==== RECORDS FOR THIS TASK ====
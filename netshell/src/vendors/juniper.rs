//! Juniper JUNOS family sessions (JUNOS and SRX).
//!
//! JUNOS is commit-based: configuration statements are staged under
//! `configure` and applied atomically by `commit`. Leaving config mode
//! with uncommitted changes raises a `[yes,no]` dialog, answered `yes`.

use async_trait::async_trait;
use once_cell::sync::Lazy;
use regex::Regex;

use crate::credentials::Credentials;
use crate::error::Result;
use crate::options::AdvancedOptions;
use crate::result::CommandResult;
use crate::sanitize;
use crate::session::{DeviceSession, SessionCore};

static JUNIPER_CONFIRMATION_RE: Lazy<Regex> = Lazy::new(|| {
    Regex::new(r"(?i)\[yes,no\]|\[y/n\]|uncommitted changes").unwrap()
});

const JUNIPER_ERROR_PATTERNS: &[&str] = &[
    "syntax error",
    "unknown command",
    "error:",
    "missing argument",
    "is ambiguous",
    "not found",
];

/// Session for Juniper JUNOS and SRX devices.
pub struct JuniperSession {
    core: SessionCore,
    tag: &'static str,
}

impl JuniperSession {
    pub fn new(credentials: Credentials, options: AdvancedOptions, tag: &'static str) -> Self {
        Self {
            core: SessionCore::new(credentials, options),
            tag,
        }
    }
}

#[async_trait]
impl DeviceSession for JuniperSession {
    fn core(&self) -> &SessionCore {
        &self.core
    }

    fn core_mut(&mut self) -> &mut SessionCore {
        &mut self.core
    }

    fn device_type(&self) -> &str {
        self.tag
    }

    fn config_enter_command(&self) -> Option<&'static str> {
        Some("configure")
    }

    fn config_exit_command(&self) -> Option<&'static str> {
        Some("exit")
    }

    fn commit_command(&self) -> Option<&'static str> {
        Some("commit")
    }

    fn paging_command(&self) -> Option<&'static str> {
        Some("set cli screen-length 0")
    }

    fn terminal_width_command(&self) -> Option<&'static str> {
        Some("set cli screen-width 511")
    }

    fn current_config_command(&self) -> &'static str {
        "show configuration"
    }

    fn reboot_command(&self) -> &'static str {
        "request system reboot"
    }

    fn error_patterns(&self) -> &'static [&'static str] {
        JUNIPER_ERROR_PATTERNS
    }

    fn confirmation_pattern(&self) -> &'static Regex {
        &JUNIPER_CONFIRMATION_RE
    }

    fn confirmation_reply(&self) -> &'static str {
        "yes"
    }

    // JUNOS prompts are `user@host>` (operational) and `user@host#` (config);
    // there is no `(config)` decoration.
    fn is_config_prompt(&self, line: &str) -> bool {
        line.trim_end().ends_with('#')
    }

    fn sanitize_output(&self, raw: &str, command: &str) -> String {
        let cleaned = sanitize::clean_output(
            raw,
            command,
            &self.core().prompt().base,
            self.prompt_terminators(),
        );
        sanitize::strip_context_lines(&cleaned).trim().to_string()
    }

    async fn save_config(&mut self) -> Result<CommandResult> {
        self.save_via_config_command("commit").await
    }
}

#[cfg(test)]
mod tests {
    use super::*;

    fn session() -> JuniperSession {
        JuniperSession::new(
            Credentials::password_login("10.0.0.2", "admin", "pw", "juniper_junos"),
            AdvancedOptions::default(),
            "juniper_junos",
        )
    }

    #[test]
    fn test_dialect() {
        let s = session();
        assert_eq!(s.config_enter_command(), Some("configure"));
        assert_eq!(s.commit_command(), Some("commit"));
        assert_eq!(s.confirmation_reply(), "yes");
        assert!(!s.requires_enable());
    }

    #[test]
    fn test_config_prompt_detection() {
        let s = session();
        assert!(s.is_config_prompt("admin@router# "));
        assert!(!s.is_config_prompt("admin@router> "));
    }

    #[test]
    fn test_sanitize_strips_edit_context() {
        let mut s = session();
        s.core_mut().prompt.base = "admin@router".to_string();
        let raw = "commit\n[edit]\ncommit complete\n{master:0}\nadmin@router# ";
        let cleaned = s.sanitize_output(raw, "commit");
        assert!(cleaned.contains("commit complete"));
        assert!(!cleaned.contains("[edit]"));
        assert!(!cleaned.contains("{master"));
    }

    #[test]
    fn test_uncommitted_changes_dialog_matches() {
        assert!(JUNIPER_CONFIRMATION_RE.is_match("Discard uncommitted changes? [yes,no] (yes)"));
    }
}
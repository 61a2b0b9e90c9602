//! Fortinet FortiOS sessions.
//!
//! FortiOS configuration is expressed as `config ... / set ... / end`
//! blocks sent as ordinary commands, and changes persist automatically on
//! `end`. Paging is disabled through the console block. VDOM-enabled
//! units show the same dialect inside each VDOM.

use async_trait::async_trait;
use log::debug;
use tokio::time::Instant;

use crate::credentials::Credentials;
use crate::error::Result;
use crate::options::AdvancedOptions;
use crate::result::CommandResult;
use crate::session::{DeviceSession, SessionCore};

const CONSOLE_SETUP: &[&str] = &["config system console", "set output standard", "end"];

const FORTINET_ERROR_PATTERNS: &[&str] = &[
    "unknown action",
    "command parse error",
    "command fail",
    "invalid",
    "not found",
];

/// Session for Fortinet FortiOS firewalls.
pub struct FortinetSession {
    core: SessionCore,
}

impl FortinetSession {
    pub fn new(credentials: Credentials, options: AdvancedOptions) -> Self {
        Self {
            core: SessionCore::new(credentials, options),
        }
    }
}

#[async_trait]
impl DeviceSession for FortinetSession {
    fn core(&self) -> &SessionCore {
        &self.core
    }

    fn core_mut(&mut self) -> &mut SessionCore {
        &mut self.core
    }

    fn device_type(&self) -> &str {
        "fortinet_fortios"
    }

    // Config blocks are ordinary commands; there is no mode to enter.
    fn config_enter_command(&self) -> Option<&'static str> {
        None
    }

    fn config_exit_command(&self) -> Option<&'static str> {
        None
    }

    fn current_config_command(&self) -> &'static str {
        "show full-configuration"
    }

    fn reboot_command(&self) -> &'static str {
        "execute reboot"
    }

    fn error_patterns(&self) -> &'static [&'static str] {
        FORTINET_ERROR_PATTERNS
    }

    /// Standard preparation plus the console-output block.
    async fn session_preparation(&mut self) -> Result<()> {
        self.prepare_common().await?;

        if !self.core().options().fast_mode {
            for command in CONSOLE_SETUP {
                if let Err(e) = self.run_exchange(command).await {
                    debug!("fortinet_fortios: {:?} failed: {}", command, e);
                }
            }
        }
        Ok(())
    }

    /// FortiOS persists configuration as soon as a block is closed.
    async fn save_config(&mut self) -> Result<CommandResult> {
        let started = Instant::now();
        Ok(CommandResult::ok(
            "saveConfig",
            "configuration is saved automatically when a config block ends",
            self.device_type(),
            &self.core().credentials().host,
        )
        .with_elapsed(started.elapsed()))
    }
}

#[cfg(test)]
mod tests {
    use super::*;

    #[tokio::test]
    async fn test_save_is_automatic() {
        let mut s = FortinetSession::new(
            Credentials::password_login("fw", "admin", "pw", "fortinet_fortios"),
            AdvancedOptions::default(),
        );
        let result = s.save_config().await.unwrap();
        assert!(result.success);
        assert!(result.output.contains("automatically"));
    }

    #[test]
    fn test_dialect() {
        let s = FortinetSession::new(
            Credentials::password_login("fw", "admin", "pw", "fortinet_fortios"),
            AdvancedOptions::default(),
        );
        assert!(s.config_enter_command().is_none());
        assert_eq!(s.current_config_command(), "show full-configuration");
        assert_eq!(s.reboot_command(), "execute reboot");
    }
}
====
Your task is to reproduce all the data exactly as shown.

▶ _TASK ANSWER_:
filename netshell/src/vendors/juniper.rs
//! Juniper JUNOS family sessions (JUNOS and SRX).
//!
//! JUNOS is commit-based: configuration statements are staged under
//! `configure` and applied atomically by `commit`. Leaving config mode
//! with uncommitted changes raises a `[yes,no]` dialog, answered `yes`.

use async_trait::async_trait;
use once_cell::sync::Lazy;
use regex::Regex;

use crate::credentials::Credentials;
use crate::error::Result;
use crate::options::AdvancedOptions;
use crate::result::CommandResult;
use crate::sanitize;
use crate::session::{DeviceSession, SessionCore};

static JUNIPER_CONFIRMATION_RE: Lazy<Regex> = Lazy::new(|| {
    Regex::new(r"(?i)\[yes,no\]|\[y/n\]|uncommitted changes").unwrap()
});

const JUNIPER_ERROR_PATTERNS: &[&str] = &[
    "syntax error",
    "unknown command",
    "error:",
    "missing argument",
    "is ambiguous",
    "not found",
];

/// Session for Juniper JUNOS and SRX devices.
pub struct JuniperSession {
    core: SessionCore,
    tag: &'static str,
}

impl JuniperSession {
    pub fn new(credentials: Credentials, options: AdvancedOptions, tag: &'static str) -> Self {
        Self {
            core: SessionCore::new(credentials, options),
            tag,
        }
    }
}

#[async_trait]
impl DeviceSession for JuniperSession {
    fn core(&self) -> &SessionCore {
        &self.core
    }

    fn core_mut(&mut self) -> &mut SessionCore {
        &mut self.core
    }

    fn device_type(&self) -> &str {
        self.tag
    }

    fn config_enter_command(&self) -> Option<&'static str> {
        Some("configure")
    }

    fn config_exit_command(&self) -> Option<&'static str> {
        Some("exit")
    }

    fn commit_command(&self) -> Option<&'static str> {
        Some("commit")
    }

    fn paging_command(&self) -> Option<&'static str> {
        Some("set cli screen-length 0")
    }

    fn terminal_width_command(&self) -> Option<&'static str> {
        Some("set cli screen-width 511")
    }

    fn current_config_command(&self) -> &'static str {
        "show configuration"
    }

    fn reboot_command(&self) -> &'static str {
        "request system reboot"
    }

    fn error_patterns(&self) -> &'static [&'static str] {
        JUNIPER_ERROR_PATTERNS
    }

    fn confirmation_pattern(&self) -> &'static Regex {
        &JUNIPER_CONFIRMATION_RE
    }

    fn confirmation_reply(&self) -> &'static str {
        "yes"
    }

    // JUNOS prompts are `user@host>` (operational) and `user@host#` (config);
    // there is no `(config)` decoration.
    fn is_config_prompt(&self, line: &str) -> bool {
        line.trim_end().ends_with('#')
    }

    fn sanitize_output(&self, raw: &str, command: &str) -> String {
        let cleaned = sanitize::clean_output(
            raw,
            command,
            &self.core().prompt().base,
            self.prompt_terminators(),
        );
        sanitize::strip_context_lines(&cleaned).trim().to_string()
    }

    async fn save_config(&mut self) -> Result<CommandResult> {
        self.save_via_config_command("commit").await
    }
}

#[cfg(test)]
mod tests {
    use super::*;

    fn session() -> JuniperSession {
        JuniperSession::new(
            Credentials::password_login("10.0.0.2", "admin", "pw", "juniper_junos"),
            AdvancedOptions::default(),
            "juniper_junos",
        )
    }

    #[test]
    fn test_dialect() {
        let s = session();
        assert_eq!(s.config_enter_command(), Some("configure"));
        assert_eq!(s.commit_command(), Some("commit"));
        assert_eq!(s.confirmation_reply(), "yes");
        assert!(!s.requires_enable());
    }

    #[test]
    fn test_config_prompt_detection() {
        let s = session();
        assert!(s.is_config_prompt("admin@router# "));
        assert!(!s.is_config_prompt("admin@router> "));
    }

    #[test]
    fn test_sanitize_strips_edit_context() {
        let mut s = session();
        s.core_mut().prompt.base = "admin@router".to_string();
        let raw = "commit\n[edit]\ncommit complete\n{master:0}\nadmin@router# ";
        let cleaned = s.sanitize_output(raw, "commit");
        assert!(cleaned.contains("commit complete"));
        assert!(!cleaned.contains("[edit]"));
        assert!(!cleaned.contains("{master"));
    }

    #[test]
    fn test_uncommitted_changes_dialog_matches() {
        assert!(JUNIPER_CONFIRMATION_RE.is_match("Discard uncommitted changes? [yes,no] (yes)"));
    }
}
repository 61a2b0b9e90c9602
//! Fortinet FortiOS sessions.
//!
//! FortiOS configuration is expressed as `config ... / set ... / end`
//! blocks sent as ordinary commands, and changes persist automatically on
//! `end`. Paging is disabled through the console block. VDOM-enabled
//! units show the same dialect inside each VDOM.

use async_trait::async_trait;
use log::debug;
use tokio::time::Instant;

use crate::credentials::Credentials;
use crate::error::Result;
use crate::options::AdvancedOptions;
use crate::result::CommandResult;
use crate::session::{DeviceSession, SessionCore};

const CONSOLE_SETUP: &[&str] = &["config system console", "set output standard", "end"];

const FORTINET_ERROR_PATTERNS: &[&str] = &[
    "unknown action",
    "command parse error",
    "command fail",
    "invalid",
    "not found",
];

/// Session for Fortinet FortiOS firewalls.
pub struct FortinetSession {
    core: SessionCore,
}

impl FortinetSession {
    pub fn new(credentials: Credentials, options: AdvancedOptions) -> Self {
        Self {
            core: SessionCore::new(credentials, options),
        }
    }
}

#[async_trait]
impl DeviceSession for FortinetSession {
    fn core(&self) -> &SessionCore {
        &self.core
    }

    fn core_mut(&mut self) -> &mut SessionCore {
        &mut self.core
    }

    fn device_type(&self) -> &str {
        "fortinet_fortios"
    }

    // Config blocks are ordinary commands; there is no mode to enter.
    fn config_enter_command(&self) -> Option<&'static str> {
        None
    }

    fn config_exit_command(&self) -> Option<&'static str> {
        None
    }

    fn current_config_command(&self) -> &'static str {
        "show full-configuration"
    }

    fn reboot_command(&self) -> &'static str {
        "execute reboot"
    }

    fn error_patterns(&self) -> &'static [&'static str] {
        FORTINET_ERROR_PATTERNS
    }

    /// Standard preparation plus the console-output block.
    async fn session_preparation(&mut self) -> Result<()> {
        self.prepare_common().await?;

        if !self.core().options().fast_mode {
            for command in CONSOLE_SETUP {
                if let Err(e) = self.run_exchange(command).await {
                    debug!("fortinet_fortios: {:?} failed: {}", command, e);
                }
            }
        }
        Ok(())
    }

    /// FortiOS persists configuration as soon as a block is closed.
    async fn save_config(&mut self) -> Result<CommandResult> {
        let started = Instant::now();
        Ok(CommandResult::ok(
            "saveConfig",
            "configuration is saved automatically when a config block ends",
            self.device_type(),
            &self.core().credentials().host,
        )
        .with_elapsed(started.elapsed()))
    }
}

#[cfg(test)]
mod tests {
    use super::*;

    #[tokio::test]
    async fn test_save_is_automatic() {
        let mut s = FortinetSession::new(
            Credentials::password_login("fw", "admin", "pw", "fortinet_fortios"),
            AdvancedOptions::default(),
        );
        let result = s.save_config().await.unwrap();
        assert!(result.success);
        assert!(result.output.contains("automatically"));
    }

    #[test]
    fn test_dialect() {
        let s = FortinetSession::new(
            Credentials::password_login("fw", "admin", "pw", "fortinet_fortios"),
            AdvancedOptions::default(),
        );
        assert!(s.config_enter_command().is_none());
        assert_eq!(s.current_config_command(), "show full-configuration");
        assert_eq!(s.reboot_command(), "execute reboot");
    }
}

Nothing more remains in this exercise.